Exercise description:
From the entries that follow, copy each line containing the word "into".

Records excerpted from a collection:
◆ ◆ ◆ ◆ ◆
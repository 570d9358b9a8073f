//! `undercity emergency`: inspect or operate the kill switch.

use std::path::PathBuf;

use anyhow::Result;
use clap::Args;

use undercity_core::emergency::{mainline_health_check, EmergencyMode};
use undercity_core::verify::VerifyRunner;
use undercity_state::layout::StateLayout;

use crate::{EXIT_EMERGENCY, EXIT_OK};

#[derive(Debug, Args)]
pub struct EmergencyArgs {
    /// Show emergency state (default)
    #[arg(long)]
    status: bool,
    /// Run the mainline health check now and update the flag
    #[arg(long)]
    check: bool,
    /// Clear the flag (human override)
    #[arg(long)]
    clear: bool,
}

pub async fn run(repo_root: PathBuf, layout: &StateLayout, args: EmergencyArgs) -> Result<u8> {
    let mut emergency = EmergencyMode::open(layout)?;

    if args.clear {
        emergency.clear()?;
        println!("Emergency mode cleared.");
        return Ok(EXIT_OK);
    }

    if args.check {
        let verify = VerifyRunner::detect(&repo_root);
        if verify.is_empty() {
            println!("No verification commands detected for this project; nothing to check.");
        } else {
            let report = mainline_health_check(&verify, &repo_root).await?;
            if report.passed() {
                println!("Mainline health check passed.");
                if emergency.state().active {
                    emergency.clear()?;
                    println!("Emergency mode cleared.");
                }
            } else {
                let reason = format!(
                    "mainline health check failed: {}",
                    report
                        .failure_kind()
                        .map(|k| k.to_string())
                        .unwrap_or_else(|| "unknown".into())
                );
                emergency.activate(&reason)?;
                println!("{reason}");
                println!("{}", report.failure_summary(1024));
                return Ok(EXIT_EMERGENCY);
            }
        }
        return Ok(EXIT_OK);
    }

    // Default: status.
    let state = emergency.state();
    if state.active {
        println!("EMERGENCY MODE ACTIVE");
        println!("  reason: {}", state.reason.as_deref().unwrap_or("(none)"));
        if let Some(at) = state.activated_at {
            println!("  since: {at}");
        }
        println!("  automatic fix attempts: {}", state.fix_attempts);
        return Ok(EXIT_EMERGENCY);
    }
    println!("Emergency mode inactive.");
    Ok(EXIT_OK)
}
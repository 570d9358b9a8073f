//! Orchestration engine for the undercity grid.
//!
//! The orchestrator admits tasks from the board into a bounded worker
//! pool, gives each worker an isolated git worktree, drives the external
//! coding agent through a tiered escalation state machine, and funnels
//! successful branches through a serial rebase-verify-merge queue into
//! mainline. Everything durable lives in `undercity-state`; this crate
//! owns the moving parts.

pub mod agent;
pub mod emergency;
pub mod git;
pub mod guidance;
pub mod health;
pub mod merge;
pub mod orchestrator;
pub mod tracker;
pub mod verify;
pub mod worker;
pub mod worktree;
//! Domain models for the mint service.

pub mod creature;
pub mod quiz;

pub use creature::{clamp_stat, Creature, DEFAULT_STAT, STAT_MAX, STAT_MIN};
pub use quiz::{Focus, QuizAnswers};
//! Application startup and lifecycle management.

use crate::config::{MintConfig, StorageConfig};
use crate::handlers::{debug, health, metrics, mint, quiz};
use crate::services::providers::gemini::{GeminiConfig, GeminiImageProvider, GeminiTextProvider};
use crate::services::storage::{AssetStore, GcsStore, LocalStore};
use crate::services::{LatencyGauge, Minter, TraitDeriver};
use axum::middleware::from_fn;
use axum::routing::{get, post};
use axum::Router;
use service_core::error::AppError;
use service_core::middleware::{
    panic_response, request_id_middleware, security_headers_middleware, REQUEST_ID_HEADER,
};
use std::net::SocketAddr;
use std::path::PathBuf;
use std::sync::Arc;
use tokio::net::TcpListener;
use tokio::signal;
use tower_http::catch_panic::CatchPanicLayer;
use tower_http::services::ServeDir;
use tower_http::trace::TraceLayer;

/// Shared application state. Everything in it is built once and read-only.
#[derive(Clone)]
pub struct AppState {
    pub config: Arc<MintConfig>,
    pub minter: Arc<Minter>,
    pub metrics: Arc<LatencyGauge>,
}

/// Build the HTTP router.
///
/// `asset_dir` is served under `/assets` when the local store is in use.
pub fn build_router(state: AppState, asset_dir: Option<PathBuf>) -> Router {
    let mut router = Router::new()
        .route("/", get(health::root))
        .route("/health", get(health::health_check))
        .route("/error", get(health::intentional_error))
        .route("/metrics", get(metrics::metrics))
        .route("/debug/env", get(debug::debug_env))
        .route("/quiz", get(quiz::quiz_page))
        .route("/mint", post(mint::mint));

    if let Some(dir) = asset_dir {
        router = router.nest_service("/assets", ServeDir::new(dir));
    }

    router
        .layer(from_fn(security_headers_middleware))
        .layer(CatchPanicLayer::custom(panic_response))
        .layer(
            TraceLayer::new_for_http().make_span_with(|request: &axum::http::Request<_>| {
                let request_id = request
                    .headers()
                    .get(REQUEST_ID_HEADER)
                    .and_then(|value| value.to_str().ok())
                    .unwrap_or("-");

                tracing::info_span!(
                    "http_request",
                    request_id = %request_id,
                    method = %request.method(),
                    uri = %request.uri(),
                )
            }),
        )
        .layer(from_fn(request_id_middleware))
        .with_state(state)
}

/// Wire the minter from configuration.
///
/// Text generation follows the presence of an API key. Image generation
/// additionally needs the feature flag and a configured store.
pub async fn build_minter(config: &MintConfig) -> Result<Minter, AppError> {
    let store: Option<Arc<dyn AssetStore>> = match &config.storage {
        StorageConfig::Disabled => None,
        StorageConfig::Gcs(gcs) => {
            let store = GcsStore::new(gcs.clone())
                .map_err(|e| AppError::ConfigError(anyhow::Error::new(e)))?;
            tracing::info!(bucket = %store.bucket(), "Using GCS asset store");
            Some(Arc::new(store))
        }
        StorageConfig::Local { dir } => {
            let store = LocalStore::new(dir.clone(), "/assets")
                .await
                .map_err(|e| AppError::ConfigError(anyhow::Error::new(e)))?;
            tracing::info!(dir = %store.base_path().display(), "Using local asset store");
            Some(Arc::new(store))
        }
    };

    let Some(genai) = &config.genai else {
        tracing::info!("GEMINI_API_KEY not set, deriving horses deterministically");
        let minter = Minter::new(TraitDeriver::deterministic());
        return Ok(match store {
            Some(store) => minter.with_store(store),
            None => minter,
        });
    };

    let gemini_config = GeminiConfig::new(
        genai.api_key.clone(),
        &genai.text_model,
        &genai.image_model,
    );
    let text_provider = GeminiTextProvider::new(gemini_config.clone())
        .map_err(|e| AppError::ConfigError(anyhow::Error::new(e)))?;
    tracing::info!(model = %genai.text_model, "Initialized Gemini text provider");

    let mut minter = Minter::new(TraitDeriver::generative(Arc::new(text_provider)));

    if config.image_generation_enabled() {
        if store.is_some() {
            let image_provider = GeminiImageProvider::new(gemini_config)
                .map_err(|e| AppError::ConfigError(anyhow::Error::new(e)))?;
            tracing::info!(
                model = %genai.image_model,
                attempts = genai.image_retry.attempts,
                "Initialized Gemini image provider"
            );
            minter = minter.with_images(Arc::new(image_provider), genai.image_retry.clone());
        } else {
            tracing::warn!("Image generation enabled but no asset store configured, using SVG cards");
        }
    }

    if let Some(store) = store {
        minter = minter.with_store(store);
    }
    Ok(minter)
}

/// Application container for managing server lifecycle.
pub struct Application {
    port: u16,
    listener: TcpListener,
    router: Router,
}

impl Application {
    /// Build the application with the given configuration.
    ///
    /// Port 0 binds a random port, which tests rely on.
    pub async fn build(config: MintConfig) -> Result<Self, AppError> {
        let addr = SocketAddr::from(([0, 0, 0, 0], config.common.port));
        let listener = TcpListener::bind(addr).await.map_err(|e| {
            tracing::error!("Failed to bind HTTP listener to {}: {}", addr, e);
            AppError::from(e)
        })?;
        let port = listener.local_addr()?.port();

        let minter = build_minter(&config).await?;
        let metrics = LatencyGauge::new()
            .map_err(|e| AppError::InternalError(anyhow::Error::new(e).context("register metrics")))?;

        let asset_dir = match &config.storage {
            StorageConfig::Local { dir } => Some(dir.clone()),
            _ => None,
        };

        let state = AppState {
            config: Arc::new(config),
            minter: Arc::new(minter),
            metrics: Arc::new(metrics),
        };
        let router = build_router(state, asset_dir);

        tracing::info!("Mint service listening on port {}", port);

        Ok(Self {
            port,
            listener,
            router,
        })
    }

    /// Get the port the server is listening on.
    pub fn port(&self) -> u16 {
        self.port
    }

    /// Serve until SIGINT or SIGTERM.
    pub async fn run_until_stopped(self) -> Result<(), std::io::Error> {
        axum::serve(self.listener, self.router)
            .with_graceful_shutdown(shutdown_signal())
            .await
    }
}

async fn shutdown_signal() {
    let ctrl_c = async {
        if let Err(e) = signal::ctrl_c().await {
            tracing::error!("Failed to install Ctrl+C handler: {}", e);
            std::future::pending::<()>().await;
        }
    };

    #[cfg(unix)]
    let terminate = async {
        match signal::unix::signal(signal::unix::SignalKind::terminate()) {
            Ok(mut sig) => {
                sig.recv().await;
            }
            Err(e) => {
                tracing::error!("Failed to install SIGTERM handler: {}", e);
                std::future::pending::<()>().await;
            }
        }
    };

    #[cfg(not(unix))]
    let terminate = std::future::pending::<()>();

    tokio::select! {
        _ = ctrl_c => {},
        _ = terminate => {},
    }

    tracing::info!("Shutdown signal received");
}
◆ ◆ ◆ ◆ ◆
Reply:
                        .unwrap_or_else(|| "unknown".into())
//! The orchestrator admits tasks from the board into a bounded worker
//! successful branches through a serial rebase-verify-merge queue into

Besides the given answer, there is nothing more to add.